Pesticides are good at killing pests, but they also massacre a lot of other things. In recent years conservation has come forward as an idea to control pests naturally. The idea is relatively straightforward. Crops are an all-you-can-eat buffet for pests. The pests should be an all-you-can-eat buffet for predators, but often they need more from an environment than food. Keeping non-crop habitats close to crops gives them somewhere to shelter, and keeps them close when they forage for food. As a result, conservation should be a win-win strategy. Nature avoids being slaughtered by pesticides, and farmers save money on defending their crops.

A new study published in PNAS by Daniel Karp and 135 colleagues says this is often the case. But not always. The problem was that local geography played a significant role in whether or not conservation worked as pest control.

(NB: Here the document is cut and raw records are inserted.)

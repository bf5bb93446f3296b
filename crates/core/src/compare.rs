use crate::{classify, rank_counts, Card, HandKind, Rank};
use serde::{Deserialize, Serialize};
use thiserror::Error;

/// Verdict of pitting two played hands against each other.
/// `Incomparable` is a defined result, not a failure: two valid hands of
/// different non-bomb kinds simply cannot be ranked, and the protocol
/// treats that as "does not beat".
#[derive(Debug, Clone, Copy, PartialEq, Eq, Serialize, Deserialize)]
pub enum HandOrder {
    Less,
    Equal,
    Greater,
    Incomparable,
}

impl HandOrder {
    pub fn beats(self) -> bool {
        self == HandOrder::Greater
    }
}

#[derive(Debug, Error, PartialEq, Eq)]
pub enum CompareError {
    #[error("hand does not classify as any playable kind")]
    Invalid,
    #[error("same-kind hands of different shape: {0} vs {1} cards")]
    LengthMismatch(usize, usize),
}

/// Compares two candidate plays. Errors are reserved for precondition
/// violations: either side classifying `Invalid`, or same-kind hands of
/// different run length (the protocol requires shape-compatible
/// challenges before this is called).
pub fn compare(a: &[Card], b: &[Card]) -> Result<HandOrder, CompareError> {
    let kind_a = classify(a);
    let kind_b = classify(b);
    if kind_a == HandKind::Invalid || kind_b == HandKind::Invalid {
        return Err(CompareError::Invalid);
    }
    if kind_a == kind_b {
        return compare_same_kind(a, b, kind_a);
    }
    Ok(match (kind_a, kind_b) {
        (HandKind::Rocket, _) => HandOrder::Greater,
        (_, HandKind::Rocket) => HandOrder::Less,
        (HandKind::Bomb, _) => HandOrder::Greater,
        (_, HandKind::Bomb) => HandOrder::Less,
        _ => HandOrder::Incomparable,
    })
}

fn compare_same_kind(a: &[Card], b: &[Card], kind: HandKind) -> Result<HandOrder, CompareError> {
    if a.len() != b.len() {
        return Err(CompareError::LengthMismatch(a.len(), b.len()));
    }
    if kind == HandKind::Rocket {
        return Ok(HandOrder::Equal);
    }
    let rank_a = primary_rank(a, kind).ok_or(CompareError::Invalid)?;
    let rank_b = primary_rank(b, kind).ok_or(CompareError::Invalid)?;
    Ok(if rank_a > rank_b {
        HandOrder::Greater
    } else if rank_a < rank_b {
        HandOrder::Less
    } else {
        HandOrder::Equal
    })
}

/// The rank that decides a same-kind contest: the quad of a bomb or
/// four-with-two, the triple of triple-based kinds, the lowest unit of a
/// run, the card itself for singles and pairs. `None` for `Invalid` and
/// `Rocket`, which have no single deciding rank.
pub fn primary_rank(cards: &[Card], kind: HandKind) -> Option<Rank> {
    let counts = rank_counts(cards);
    match kind {
        HandKind::Single | HandKind::Pair | HandKind::Triple => {
            cards.first().map(|card| card.rank)
        }
        HandKind::Bomb | HandKind::FourWithTwo => counts
            .iter()
            .find(|(_, &count)| count == 4)
            .map(|(&rank, _)| rank),
        HandKind::TripleWithOne | HandKind::TripleWithTwo => counts
            .iter()
            .find(|(_, &count)| count == 3)
            .map(|(&rank, _)| rank),
        HandKind::Airplane | HandKind::AirplaneWithWings => counts
            .iter()
            .filter(|(_, &count)| count >= 3)
            .map(|(&rank, _)| rank)
            .min(),
        HandKind::Straight | HandKind::PairSequence => {
            cards.iter().map(|card| card.rank).min()
        }
        HandKind::Invalid | HandKind::Rocket => None,
    }
}
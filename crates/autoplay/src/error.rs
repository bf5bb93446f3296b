use thiserror::Error;

#[derive(Debug, Error)]
pub enum AutoplayError {
    #[error("round error: {0}")]
    Round(String),
    #[error("no seat is at bat")]
    NotAtBat,
    #[error("serialize error: {0}")]
    Serialize(String),
}

impl From<doudizhu_core::RoundError> for AutoplayError {
    fn from(value: doudizhu_core::RoundError) -> Self {
        Self::Round(value.to_string())
    }
}

impl From<serde_json::Error> for AutoplayError {
    fn from(value: serde_json::Error) -> Self {
        Self::Serialize(value.to_string())
    }
}
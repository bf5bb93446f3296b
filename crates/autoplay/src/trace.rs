use crate::{AutoAction, AutoplayError};
use doudizhu_core::{Phase, Seat};
use serde::{Deserialize, Serialize};

/// One automated decision, as taken.
#[derive(Debug, Clone, Serialize, Deserialize)]
pub struct DecisionRecord {
    pub phase: Phase,
    pub seat: Seat,
    pub action: String,
}

/// Append-only record of a pilot's decisions, exportable as JSON lines.
#[derive(Debug, Default, Clone)]
pub struct Trace {
    records: Vec<DecisionRecord>,
}

impl Trace {
    pub fn record(&mut self, phase: Phase, seat: Seat, action: &AutoAction) {
        self.records.push(DecisionRecord {
            phase,
            seat,
            action: action.stable_key(),
        });
    }

    pub fn records(&self) -> &[DecisionRecord] {
        &self.records
    }

    pub fn to_jsonl(&self) -> Result<String, AutoplayError> {
        let mut out = String::new();
        for record in &self.records {
            out.push_str(&serde_json::to_string(record)?);
            out.push('\n');
        }
        Ok(out)
    }
}
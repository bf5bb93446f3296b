use crate::{
    classify, compare, Card, CompareError, Deck, Event, EventBus, HandKind, Phase, Player,
    QueueError, RngState, Seat, StateMachine, TurnQueue,
};
use serde::{Deserialize, Serialize};
use thiserror::Error;

#[derive(Debug, Error, PartialEq, Eq)]
pub enum RoundError {
    #[error("intent not accepted in phase {0:?}")]
    InvalidPhase(Phase),
    #[error("seat {0:?} is not at bat")]
    OutOfTurn(Seat),
    #[error("selection is not a playable hand")]
    InvalidSelection,
    #[error("seat {0:?} does not hold all selected cards")]
    CardsNotHeld(Seat),
    #[error("hand does not beat the table")]
    DoesNotBeat,
    #[error("trick leader must play a hand, not pass")]
    MustLead,
    #[error(transparent)]
    Queue(#[from] QueueError),
    #[error("comparison failed: {0}")]
    Compare(#[from] CompareError),
}

/// Phase-specific progress flag gating the deal pipeline.
#[derive(Debug, Clone, Copy, PartialEq, Eq, Serialize, Deserialize)]
pub enum RoundStatus {
    Idle,
    Inited,
    Dealt,
}

/// Everything the state machine guards against and the handlers mutate.
/// Owned exclusively by `Round`; intents and guards are the only ways
/// in.
#[derive(Debug)]
pub struct GameContext {
    pub players: Vec<Player>,
    pub queue: TurnQueue,
    pub rng: RngState,
    pub status: RoundStatus,
    pub bid_count: u8,
    pub landlord: Option<Seat>,
    /// The hand currently on the table; empty when a fresh trick opens.
    pub table: Vec<Card>,
    pub last_to_act: Option<Seat>,
    pub active: Option<Seat>,
    pub bottom: Vec<Card>,
    pub winner: Option<Seat>,
    turn_resolved: bool,
    bottom_granted: bool,
    pending_events: Vec<Event>,
}

impl GameContext {
    fn new(seed: u64) -> Self {
        Self {
            players: Vec::new(),
            queue: TurnQueue::new(Seat::ALL),
            rng: RngState::from_seed(seed),
            status: RoundStatus::Idle,
            bid_count: 0,
            landlord: None,
            table: Vec::new(),
            last_to_act: None,
            active: None,
            bottom: Vec::new(),
            winner: None,
            turn_resolved: false,
            bottom_granted: false,
            pending_events: Vec::new(),
        }
    }

    pub fn player(&self, seat: Seat) -> &Player {
        &self.players[seat.ordinal()]
    }

    fn player_mut(&mut self, seat: Seat) -> &mut Player {
        &mut self.players[seat.ordinal()]
    }

    pub fn remaining_counts(&self) -> [usize; 3] {
        let mut counts = [0; 3];
        for player in &self.players {
            counts[player.seat.ordinal()] = player.card_count();
        }
        counts
    }

    /// Once a winner exists this is the round's scoring fact: the
    /// landlord wins alone, or the two farmers win jointly.
    pub fn landlord_won(&self) -> Option<bool> {
        let winner = self.winner?;
        Some(self.landlord == Some(winner))
    }

    fn emit(&mut self, event: Event) {
        self.pending_events.push(event);
    }

    fn handle_init(&mut self) {
        if !self.players.is_empty() {
            return;
        }
        for seat in Seat::ALL {
            let name = format!("player{}", seat.ordinal() + 1);
            self.players.push(Player::new(seat, name));
        }
        self.status = RoundStatus::Inited;
    }

    fn handle_shuffle_and_deal(&mut self) {
        let mut deck = Deck::standard54();
        deck.shuffle(&mut self.rng);
        // A standard54 deck always deals; a failure here would be a
        // construction bug, not a runtime condition.
        let Ok(dealt) = deck.deal() else {
            return;
        };
        let [left, bottom_seat, right] = dealt.hands;
        self.player_mut(Seat::Left).set_hand(left);
        self.player_mut(Seat::Bottom).set_hand(bottom_seat);
        self.player_mut(Seat::Right).set_hand(right);
        self.bottom = dealt.bottom;
        self.status = RoundStatus::Dealt;
        self.emit(Event::Dealt {
            counts: self.remaining_counts(),
            bottom: self.bottom.len(),
        });
    }

    fn handle_bidding(&mut self) {
        if let Ok(seat) = self.queue.next() {
            self.active = Some(seat);
        }
    }

    fn handle_retry_bidding(&mut self) {
        self.bid_count = 0;
        self.landlord = None;
        for player in &mut self.players {
            player.reset();
        }
        self.queue.reset_all();
        self.queue.start_from(Seat::Left);
        self.status = RoundStatus::Inited;
        self.emit(Event::BiddingRestarted);
    }

    fn handle_playing(&mut self) {
        if self.winner.is_some() {
            return;
        }
        if !self.bottom_granted {
            self.grant_bottom();
            return;
        }
        if self.turn_resolved {
            self.turn_resolved = false;
            self.rotate_turn();
        }
    }

    fn handle_settlement(&mut self) {
        let (Some(winner), Some(landlord_won)) = (self.winner, self.landlord_won()) else {
            return;
        };
        self.emit(Event::RoundOver {
            winner,
            landlord_won,
        });
    }

    fn grant_bottom(&mut self) {
        let Some(landlord) = self.landlord else {
            return;
        };
        let bottom = std::mem::take(&mut self.bottom);
        self.emit(Event::BottomTaken {
            seat: landlord,
            cards: bottom.clone(),
        });
        self.player_mut(landlord).take_bottom(&bottom);
        self.queue.reset_all();
        self.queue.start_from(landlord);
        // Consume the landlord's slot so rotation continues past it.
        if let Ok(seat) = self.queue.next() {
            self.active = Some(seat);
        }
        self.table.clear();
        self.last_to_act = None;
        self.turn_resolved = false;
        self.bottom_granted = true;
    }

    fn rotate_turn(&mut self) {
        let Ok(seat) = self.queue.next() else {
            return;
        };
        // The lead came back around: everyone else passed, so the trick
        // closes and the last actor opens a fresh one.
        if self.last_to_act == Some(seat) {
            self.table.clear();
            self.last_to_act = None;
            self.queue.reset_all();
            self.emit(Event::TrickCleared { leader: seat });
        }
        self.active = Some(seat);
    }
}

/// Read-only view of the table for the driving shell.
#[derive(Debug, Clone, Serialize, Deserialize)]
pub struct ContextSnapshot {
    pub phase: Phase,
    pub landlord: Option<Seat>,
    pub active: Option<Seat>,
    pub table: Vec<Card>,
    pub table_kind: HandKind,
    pub remaining_counts: [usize; 3],
    pub winner: Option<Seat>,
    pub landlord_won: Option<bool>,
}

/// One full hand of the game, from bootstrap to settlement. The caller
/// constructs it explicitly (no process-wide instance), submits intents
/// for the seat at bat, and calls `advance` until no transition fires.
#[derive(Debug)]
pub struct Round {
    machine: StateMachine<GameContext>,
    ctx: GameContext,
}

impl Round {
    pub fn new(seed: u64) -> Self {
        let mut ctx = GameContext::new(seed);
        let mut machine = StateMachine::new(Phase::Init);

        machine.add_state_immediate(Phase::Init, GameContext::handle_init, &mut ctx);
        machine.add_state(Phase::ShuffleAndDeal, GameContext::handle_shuffle_and_deal);
        machine.add_state(Phase::Bidding, GameContext::handle_bidding);
        machine.add_state(Phase::RetryBidding, GameContext::handle_retry_bidding);
        machine.add_state(Phase::Playing, GameContext::handle_playing);
        machine.add_state(Phase::Settlement, GameContext::handle_settlement);

        machine.add_transition(Phase::Init, Phase::ShuffleAndDeal, |ctx: &GameContext| {
            ctx.status == RoundStatus::Inited
        });
        machine.add_transition(Phase::ShuffleAndDeal, Phase::Bidding, |ctx: &GameContext| {
            ctx.status == RoundStatus::Dealt
        });
        machine.add_transition(Phase::Bidding, Phase::Playing, |ctx: &GameContext| {
            ctx.bid_count as usize == ctx.players.len() && ctx.landlord.is_some()
        });
        machine.add_transition(Phase::Bidding, Phase::RetryBidding, |ctx: &GameContext| {
            ctx.bid_count as usize == ctx.players.len() && ctx.landlord.is_none()
        });
        machine.add_transition(
            Phase::RetryBidding,
            Phase::ShuffleAndDeal,
            |ctx: &GameContext| ctx.status == RoundStatus::Inited,
        );
        machine.add_transition(Phase::Playing, Phase::Settlement, |ctx: &GameContext| {
            ctx.winner.is_some()
        });
        machine.add_transition(Phase::Playing, Phase::PlayerTurn, |ctx: &GameContext| {
            ctx.winner.is_none() && ctx.active.is_some()
        });
        machine.add_transition(Phase::PlayerTurn, Phase::Playing, |ctx: &GameContext| {
            ctx.turn_resolved || ctx.winner.is_some()
        });
        machine.add_transition(Phase::Settlement, Phase::ShowWinner, |_: &GameContext| true);
        machine.add_transition(Phase::ShowWinner, Phase::End, |_: &GameContext| true);

        Self { machine, ctx }
    }

    pub fn phase(&self) -> Phase {
        self.machine.current()
    }

    pub fn context(&self) -> &GameContext {
        &self.ctx
    }

    /// Drives one guard re-evaluation step, flushing engine events into
    /// the caller's bus. Returns the transition that fired, if any.
    pub fn advance(&mut self, events: &mut EventBus) -> Option<(Phase, Phase)> {
        let fired = self.machine.update(&mut self.ctx);
        if let Some((from, to)) = fired {
            self.ctx.emit(Event::PhaseChanged { from, to });
        }
        self.flush(events);
        fired
    }

    /// Convenience driver: advances until the machine settles.
    pub fn advance_until_stable(&mut self, events: &mut EventBus) {
        while self.advance(events).is_some() {}
    }

    pub fn submit_bid(
        &mut self,
        seat: Seat,
        call: bool,
        events: &mut EventBus,
    ) -> Result<(), RoundError> {
        let result = self.submit_bid_inner(seat, call);
        self.flush(events);
        result
    }

    fn submit_bid_inner(&mut self, seat: Seat, call: bool) -> Result<(), RoundError> {
        if self.phase() != Phase::Bidding {
            return Err(RoundError::InvalidPhase(self.phase()));
        }
        if self.ctx.active != Some(seat) {
            return Err(RoundError::OutOfTurn(seat));
        }
        self.ctx.player_mut(seat).bid = Some(call);
        self.ctx.bid_count += 1;
        self.ctx.emit(Event::BidPlaced { seat, called: call });
        if call {
            // A later caller overtakes a provisional landlord.
            if let Some(previous) = self.ctx.landlord {
                self.ctx.player_mut(previous).is_landlord = false;
            }
            self.ctx.landlord = Some(seat);
            self.ctx.player_mut(seat).is_landlord = true;
            self.ctx.emit(Event::LandlordAssigned { seat });
        }
        if (self.ctx.bid_count as usize) < self.ctx.players.len() {
            let next = self.ctx.queue.next()?;
            self.ctx.active = Some(next);
        } else {
            self.ctx.active = None;
        }
        Ok(())
    }

    pub fn submit_play(
        &mut self,
        seat: Seat,
        cards: &[Card],
        events: &mut EventBus,
    ) -> Result<HandKind, RoundError> {
        let result = self.submit_play_inner(seat, cards);
        self.flush(events);
        result
    }

    fn submit_play_inner(&mut self, seat: Seat, cards: &[Card]) -> Result<HandKind, RoundError> {
        if self.phase() != Phase::PlayerTurn {
            return Err(RoundError::InvalidPhase(self.phase()));
        }
        if self.ctx.active != Some(seat) {
            return Err(RoundError::OutOfTurn(seat));
        }
        let kind = classify(cards);
        if !kind.is_playable() {
            return Err(RoundError::InvalidSelection);
        }
        if !self.ctx.player(seat).holds_all(cards) {
            return Err(RoundError::CardsNotHeld(seat));
        }
        if !self.ctx.table.is_empty() {
            let table = self.ctx.table.clone();
            if !compare(cards, &table)?.beats() {
                return Err(RoundError::DoesNotBeat);
            }
        }
        self.ctx.player_mut(seat).remove_cards(cards);
        self.ctx.table = cards.to_vec();
        self.ctx.last_to_act = Some(seat);
        self.ctx.turn_resolved = true;
        let remaining = self.ctx.player(seat).card_count();
        self.ctx.emit(Event::CardsPlayed {
            seat,
            kind,
            count: cards.len(),
            remaining,
        });
        if remaining == 0 {
            self.ctx.winner = Some(seat);
        }
        Ok(kind)
    }

    pub fn submit_pass(&mut self, seat: Seat, events: &mut EventBus) -> Result<(), RoundError> {
        let result = self.submit_pass_inner(seat);
        self.flush(events);
        result
    }

    fn submit_pass_inner(&mut self, seat: Seat) -> Result<(), RoundError> {
        if self.phase() != Phase::PlayerTurn {
            return Err(RoundError::InvalidPhase(self.phase()));
        }
        if self.ctx.active != Some(seat) {
            return Err(RoundError::OutOfTurn(seat));
        }
        if self.ctx.table.is_empty() {
            return Err(RoundError::MustLead);
        }
        self.ctx.queue.mark_skipped(seat);
        self.ctx.turn_resolved = true;
        self.ctx.emit(Event::TurnPassed { seat });
        Ok(())
    }

    pub fn snapshot(&self) -> ContextSnapshot {
        ContextSnapshot {
            phase: self.phase(),
            landlord: self.ctx.landlord,
            active: self.ctx.active,
            table: self.ctx.table.clone(),
            table_kind: classify(&self.ctx.table),
            remaining_counts: self.ctx.remaining_counts(),
            winner: self.ctx.winner,
            landlord_won: self.ctx.landlord_won(),
        }
    }

    fn flush(&mut self, events: &mut EventBus) {
        for event in self.ctx.pending_events.drain(..) {
            events.push(event);
        }
    }
}
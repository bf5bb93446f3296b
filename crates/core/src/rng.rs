use rand::{rngs::StdRng, Rng, RngCore, SeedableRng};

/// Seed-carrying RNG so every shuffle in a session is reproducible.
#[derive(Debug, Clone)]
pub struct RngState {
    seed: u64,
    rng: StdRng,
}

impl RngState {
    pub fn from_seed(seed: u64) -> Self {
        Self {
            seed,
            rng: StdRng::seed_from_u64(seed),
        }
    }

    pub fn seed(&self) -> u64 {
        self.seed
    }

    pub fn next_u64(&mut self) -> u64 {
        self.rng.next_u64()
    }

    /// Uniform index in [0, bound], inclusive.
    pub fn next_index(&mut self, bound: usize) -> usize {
        self.rng.gen_range(0..=bound)
    }
}
use doudizhu_core::{Phase, StateMachine};

#[derive(Debug, Default)]
struct Counters {
    init_runs: u32,
    deal_runs: u32,
    ready: bool,
}

#[test]
fn immediate_handler_fires_on_registration() {
    let mut ctx = Counters::default();
    let mut machine: StateMachine<Counters> = StateMachine::new(Phase::Init);
    machine.add_state_immediate(Phase::Init, |ctx: &mut Counters| ctx.init_runs += 1, &mut ctx);
    assert_eq!(ctx.init_runs, 1);
    assert_eq!(machine.current(), Phase::Init);
}

#[test]
fn non_current_registration_waits_for_a_transition() {
    let mut ctx = Counters::default();
    let mut machine: StateMachine<Counters> = StateMachine::new(Phase::Init);
    machine.add_state_immediate(
        Phase::ShuffleAndDeal,
        |ctx: &mut Counters| ctx.deal_runs += 1,
        &mut ctx,
    );
    assert_eq!(ctx.deal_runs, 0);
}

#[test]
fn guard_gates_the_transition() {
    let mut ctx = Counters::default();
    let mut machine: StateMachine<Counters> = StateMachine::new(Phase::Init);
    machine.add_state(Phase::ShuffleAndDeal, |ctx: &mut Counters| ctx.deal_runs += 1);
    machine.add_transition(Phase::Init, Phase::ShuffleAndDeal, |ctx: &Counters| ctx.ready);

    assert_eq!(machine.update(&mut ctx), None);
    assert_eq!(machine.current(), Phase::Init);

    ctx.ready = true;
    assert_eq!(
        machine.update(&mut ctx),
        Some((Phase::Init, Phase::ShuffleAndDeal))
    );
    assert_eq!(machine.current(), Phase::ShuffleAndDeal);
    assert_eq!(ctx.deal_runs, 1);

    // No outgoing transitions registered: the handler does not re-fire.
    assert_eq!(machine.update(&mut ctx), None);
    assert_eq!(ctx.deal_runs, 1);
}

#[test]
fn transitions_evaluate_in_declaration_order() {
    let mut ctx = Counters::default();
    ctx.ready = true;
    let mut machine: StateMachine<Counters> = StateMachine::new(Phase::Bidding);
    machine.add_transition(Phase::Bidding, Phase::Playing, |ctx: &Counters| ctx.ready);
    machine.add_transition(Phase::Bidding, Phase::RetryBidding, |ctx: &Counters| {
        ctx.ready
    });
    assert_eq!(
        machine.update(&mut ctx),
        Some((Phase::Bidding, Phase::Playing))
    );
}

#[test]
fn handlers_mutate_context_but_never_chain_transitions() {
    let mut ctx = Counters::default();
    ctx.ready = true;
    let mut machine: StateMachine<Counters> = StateMachine::new(Phase::Init);
    machine.add_state(Phase::ShuffleAndDeal, |ctx: &mut Counters| {
        ctx.deal_runs += 1;
        ctx.ready = true;
    });
    machine.add_transition(Phase::Init, Phase::ShuffleAndDeal, |ctx: &Counters| ctx.ready);
    machine.add_transition(Phase::ShuffleAndDeal, Phase::Bidding, |ctx: &Counters| {
        ctx.ready
    });

    // One update, one transition: the second leg waits for the next
    // external drive even though its guard already holds.
    machine.update(&mut ctx);
    assert_eq!(machine.current(), Phase::ShuffleAndDeal);
    machine.update(&mut ctx);
    assert_eq!(machine.current(), Phase::Bidding);
}
use doudizhu_core::Card;
use serde::{Deserialize, Serialize};

#[derive(Debug, Clone, Serialize, Deserialize, PartialEq, Eq, Hash)]
pub enum AutoAction {
    Bid { call: bool },
    Play { cards: Vec<Card> },
    Pass,
}

impl AutoAction {
    pub fn stable_key(&self) -> String {
        match self {
            Self::Bid { call } => format!("bid:{call}"),
            Self::Play { cards } => {
                let ranks: Vec<u8> = cards.iter().map(|card| card.rank.value()).collect();
                format!("play:{ranks:?}")
            }
            Self::Pass => "pass".to_string(),
        }
    }

    pub fn short_label(&self) -> String {
        match self {
            Self::Bid { call: true } => "call landlord".to_string(),
            Self::Bid { call: false } => "decline landlord".to_string(),
            Self::Play { cards } => {
                let shown: Vec<String> = cards.iter().map(|card| card.to_string()).collect();
                format!("play [{}]", shown.join(", "))
            }
            Self::Pass => "pass".to_string(),
        }
    }
}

Writing in PNAS, Karp and colleagues say: “By compiling and systematically analyzing the largest pest-control database of its kind to date, we have demonstrated that landscape composition alone can explain variation in the abundance and activity of natural enemies and crop pests. Critically, however, we found remarkable variability in how pests and enemies respond to different landscape metrics, preventing the prediction of pest-control responses by simple empirical models constructed from independent datasets. Ultimately, these results suggest that natural habitat conservation cannot be considered a panacea.”
In some cases, they found that pests also benefitted from increased shelter around the crops.
The authors also found that models of pest abundance were better at predicting reality for some parts of the world than others. They note: “[E]xplanatory power varied geographically. For example, models from Nearctic and Palearctic realms generally explained more variation in pest abundance and activity than models from other areas. This difference may result from latitudinal variation in data quality. Fewer regional land-use maps exist in data-poor tropical areas, and informal inspection of the global land-use map suggested that land-cover classifications were often inaccurate in tropical landscapes.”
They conclude that conservation-based approaches to crop control need close attention to the local landscape that they are being applied in. As well as making sure farmers are getting the benefits they’re looking for, the recording of data can increase the accuracy of the models and make them more useful elsewhere.